Surfers swallow almost ten times more seawater than the average swimmer, researchers at the University of Exeter report. Since many sewage collections drain into the sea, they sometimes bring along various types of Antibiotic-Resistant Bacteria (ARB). Researchers suspected that surfers ingest a worrying amount of such bacteria.
Dr Anne Leonard, lead author of the paper said: “This research is the first of its kind to identify an association between surfing and gut colonisation by antibiotic resistant bacteria.”
Unfit antibiotic treatments for viral infections and not respecting the full length and dosage of such treatments, are catalysts for bacterial resistance, a problem which is becoming more and more worrisome.
Bacteria are living organisms and the laws of evolution apply to them just like other creatures. When you take a treatment that kills most but not all bacteria, you’re accelerating their evolution. The survivors will be super trained to resist treatment. In a way, antibiotic resistance is their only way of surviving and adapting.
Surfing with the bugs
Scientists isolated many genes responsible for allowing Enterobacteriae (the family which includes E. coli) to survive antibiotics. One group, the blaCTX-M genes, confers resistance to multiple beta-lactam antibiotics.

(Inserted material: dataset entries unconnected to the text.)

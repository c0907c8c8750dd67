//! Cinema ticket purchasing.
//!
//! Validates a purchase request against the box office rules, prices it,
//! then asks the payment and seat reservation gateways to charge and seat it.

pub mod types; // Tickets, orders, confirmations and the error kinds.
pub mod pricing; // Fixed ticket prices and purchase limits.
pub mod validation; // Purchase rules: minimum adults, infant ratio, ticket cap.
pub mod gateway; // Payment and seat reservation contracts.
pub mod service; // Purchase flow tying validation and gateways together.
pub mod api; // JSON-RPC endpoint.
pub mod config; // Runtime configuration.

pub use types::*;
pub use config::Config;
pub use service::TicketService;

Researchers analyzed 97 bathing water samples from England and Wales, noting the proportion of E. coli harboring blaCTX-M.They discovered that 11 out of the 97 bathing water samples were contaminated with the super-bug.
After they identified surfers as being at risk of exposure to ARB, scientists compared surfers and non-surfers to see whether there was an association between surfing and gut colonization by blaCTX-M- bearing E. coli.
The scientists discovered that 9 out of 143 (6.3%) surfers were colonized by blaCTX-M-bearing E. coli, as compared with 2 out of 130 (1.5%) of non-surfers.
Professor Colin Garner, founder and manager of Antibiotic Research UK — the only charity in the world set-up to tackle antibiotic resistance — said this was a “pioneering finding”.
He said that antibiotics enter the environment from farms or sewage. Environmental samples “have higher antibiotic concentrations than patients being administered antibiotics”.
“Research into new medicines to replace our archaic antibiotics has stagnated and unless new treatments are found, this could be potentially devastating for human health,” Professor Garners added.
“We know very little about the spread of antibiotic resistant bacteria and resistance genes between our environment, farm animals, wild animals and humans.”
“This research helps us understand better the movement of resistant bacteria in surfers,” he said, but the next step should be testing if surfers and those in close contact with them are at greater risk of serious infection.